Search the data for the string "OllamaChatRequest" and copy each line in which it appears.

Available data —
——————

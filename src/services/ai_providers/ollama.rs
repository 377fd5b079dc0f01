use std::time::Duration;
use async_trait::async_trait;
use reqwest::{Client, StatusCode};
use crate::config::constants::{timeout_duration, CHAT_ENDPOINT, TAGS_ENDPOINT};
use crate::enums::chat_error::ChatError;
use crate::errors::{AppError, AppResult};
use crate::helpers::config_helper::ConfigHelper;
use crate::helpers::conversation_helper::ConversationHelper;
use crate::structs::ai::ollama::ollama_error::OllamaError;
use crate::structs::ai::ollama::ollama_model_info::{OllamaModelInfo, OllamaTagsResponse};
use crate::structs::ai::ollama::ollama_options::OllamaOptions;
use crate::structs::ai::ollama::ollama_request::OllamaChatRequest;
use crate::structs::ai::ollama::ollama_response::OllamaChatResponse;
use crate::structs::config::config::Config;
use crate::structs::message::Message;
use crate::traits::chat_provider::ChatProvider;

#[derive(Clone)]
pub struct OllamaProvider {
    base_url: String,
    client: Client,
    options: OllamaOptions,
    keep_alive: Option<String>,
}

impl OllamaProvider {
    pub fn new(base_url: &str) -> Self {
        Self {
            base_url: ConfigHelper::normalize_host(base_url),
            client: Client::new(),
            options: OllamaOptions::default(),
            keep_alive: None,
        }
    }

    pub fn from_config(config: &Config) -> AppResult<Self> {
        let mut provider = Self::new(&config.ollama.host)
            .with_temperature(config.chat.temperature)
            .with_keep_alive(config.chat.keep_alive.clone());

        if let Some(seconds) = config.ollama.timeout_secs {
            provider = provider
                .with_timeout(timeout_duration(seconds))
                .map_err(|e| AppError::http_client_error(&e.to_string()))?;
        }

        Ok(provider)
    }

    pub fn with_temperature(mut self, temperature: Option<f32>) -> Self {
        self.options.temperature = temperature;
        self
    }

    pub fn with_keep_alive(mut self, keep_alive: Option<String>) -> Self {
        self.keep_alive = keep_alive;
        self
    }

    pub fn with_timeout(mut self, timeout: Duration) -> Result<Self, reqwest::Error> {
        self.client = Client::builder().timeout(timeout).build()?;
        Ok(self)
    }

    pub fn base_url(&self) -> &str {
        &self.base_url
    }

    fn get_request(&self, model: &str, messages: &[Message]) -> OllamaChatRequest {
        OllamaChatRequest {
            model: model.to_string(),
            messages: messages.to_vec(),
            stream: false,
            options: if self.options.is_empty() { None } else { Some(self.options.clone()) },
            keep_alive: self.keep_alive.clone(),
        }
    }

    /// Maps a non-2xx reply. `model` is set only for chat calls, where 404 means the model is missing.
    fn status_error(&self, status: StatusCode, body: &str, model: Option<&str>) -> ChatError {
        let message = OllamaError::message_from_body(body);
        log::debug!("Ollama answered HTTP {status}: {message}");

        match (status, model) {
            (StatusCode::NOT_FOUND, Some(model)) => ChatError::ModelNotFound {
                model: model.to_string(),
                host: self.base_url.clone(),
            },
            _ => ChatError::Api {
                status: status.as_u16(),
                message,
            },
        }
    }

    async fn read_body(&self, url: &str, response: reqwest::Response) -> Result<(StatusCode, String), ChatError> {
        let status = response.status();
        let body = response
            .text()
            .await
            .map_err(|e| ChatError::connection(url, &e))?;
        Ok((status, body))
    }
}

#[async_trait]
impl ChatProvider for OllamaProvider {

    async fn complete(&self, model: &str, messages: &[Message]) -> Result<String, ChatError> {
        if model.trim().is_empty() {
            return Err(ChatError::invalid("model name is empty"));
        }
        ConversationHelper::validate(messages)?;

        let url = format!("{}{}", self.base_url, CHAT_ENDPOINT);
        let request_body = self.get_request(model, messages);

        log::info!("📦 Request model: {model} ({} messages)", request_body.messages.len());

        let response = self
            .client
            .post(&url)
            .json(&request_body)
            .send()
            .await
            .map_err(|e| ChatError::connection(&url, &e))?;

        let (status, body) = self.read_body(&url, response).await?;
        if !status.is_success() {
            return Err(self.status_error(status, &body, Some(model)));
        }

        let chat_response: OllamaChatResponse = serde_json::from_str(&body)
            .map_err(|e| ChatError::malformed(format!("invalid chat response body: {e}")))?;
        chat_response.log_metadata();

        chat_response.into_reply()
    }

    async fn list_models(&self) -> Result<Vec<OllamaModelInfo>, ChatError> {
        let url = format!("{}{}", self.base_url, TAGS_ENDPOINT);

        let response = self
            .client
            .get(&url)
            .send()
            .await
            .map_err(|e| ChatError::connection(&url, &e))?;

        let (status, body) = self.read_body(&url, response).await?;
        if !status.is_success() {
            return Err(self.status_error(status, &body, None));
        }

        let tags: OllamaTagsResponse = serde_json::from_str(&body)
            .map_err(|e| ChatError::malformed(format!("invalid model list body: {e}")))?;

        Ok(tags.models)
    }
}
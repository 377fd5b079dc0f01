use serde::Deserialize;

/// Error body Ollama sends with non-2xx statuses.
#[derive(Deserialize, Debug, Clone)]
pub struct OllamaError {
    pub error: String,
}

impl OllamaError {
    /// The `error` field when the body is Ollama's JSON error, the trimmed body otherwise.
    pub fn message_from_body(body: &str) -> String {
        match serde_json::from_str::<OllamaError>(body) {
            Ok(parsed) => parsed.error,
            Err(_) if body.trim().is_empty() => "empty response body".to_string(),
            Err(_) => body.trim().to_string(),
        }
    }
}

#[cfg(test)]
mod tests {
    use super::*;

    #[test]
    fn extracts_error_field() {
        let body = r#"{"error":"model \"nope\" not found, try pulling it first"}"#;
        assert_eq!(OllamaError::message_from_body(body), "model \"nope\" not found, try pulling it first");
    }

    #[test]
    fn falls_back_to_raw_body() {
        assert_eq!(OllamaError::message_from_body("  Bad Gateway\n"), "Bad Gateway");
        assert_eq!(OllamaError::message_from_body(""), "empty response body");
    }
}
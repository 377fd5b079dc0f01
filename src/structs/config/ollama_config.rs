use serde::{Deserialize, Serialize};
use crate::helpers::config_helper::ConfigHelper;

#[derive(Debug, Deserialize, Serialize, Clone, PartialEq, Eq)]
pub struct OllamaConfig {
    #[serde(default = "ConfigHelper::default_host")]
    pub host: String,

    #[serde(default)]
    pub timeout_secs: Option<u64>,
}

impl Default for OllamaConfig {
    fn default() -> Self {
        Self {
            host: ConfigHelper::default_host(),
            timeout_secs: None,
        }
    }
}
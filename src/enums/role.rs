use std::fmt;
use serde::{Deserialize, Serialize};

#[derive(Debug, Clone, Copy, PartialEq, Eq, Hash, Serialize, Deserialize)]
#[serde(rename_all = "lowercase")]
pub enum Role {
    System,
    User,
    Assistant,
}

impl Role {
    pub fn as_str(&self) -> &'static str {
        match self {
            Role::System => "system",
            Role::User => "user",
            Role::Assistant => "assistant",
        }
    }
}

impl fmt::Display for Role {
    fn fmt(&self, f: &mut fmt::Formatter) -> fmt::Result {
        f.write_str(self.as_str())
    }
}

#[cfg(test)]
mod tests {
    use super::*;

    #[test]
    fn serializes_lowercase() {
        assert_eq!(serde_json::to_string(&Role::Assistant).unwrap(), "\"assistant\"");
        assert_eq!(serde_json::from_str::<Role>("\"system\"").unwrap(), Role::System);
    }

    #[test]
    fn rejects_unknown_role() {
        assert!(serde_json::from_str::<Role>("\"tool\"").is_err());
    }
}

——————

Exercise answer —
use crate::structs::ai::ollama::ollama_request::OllamaChatRequest;
    fn get_request(&self, model: &str, messages: &[Message]) -> OllamaChatRequest {
        OllamaChatRequest {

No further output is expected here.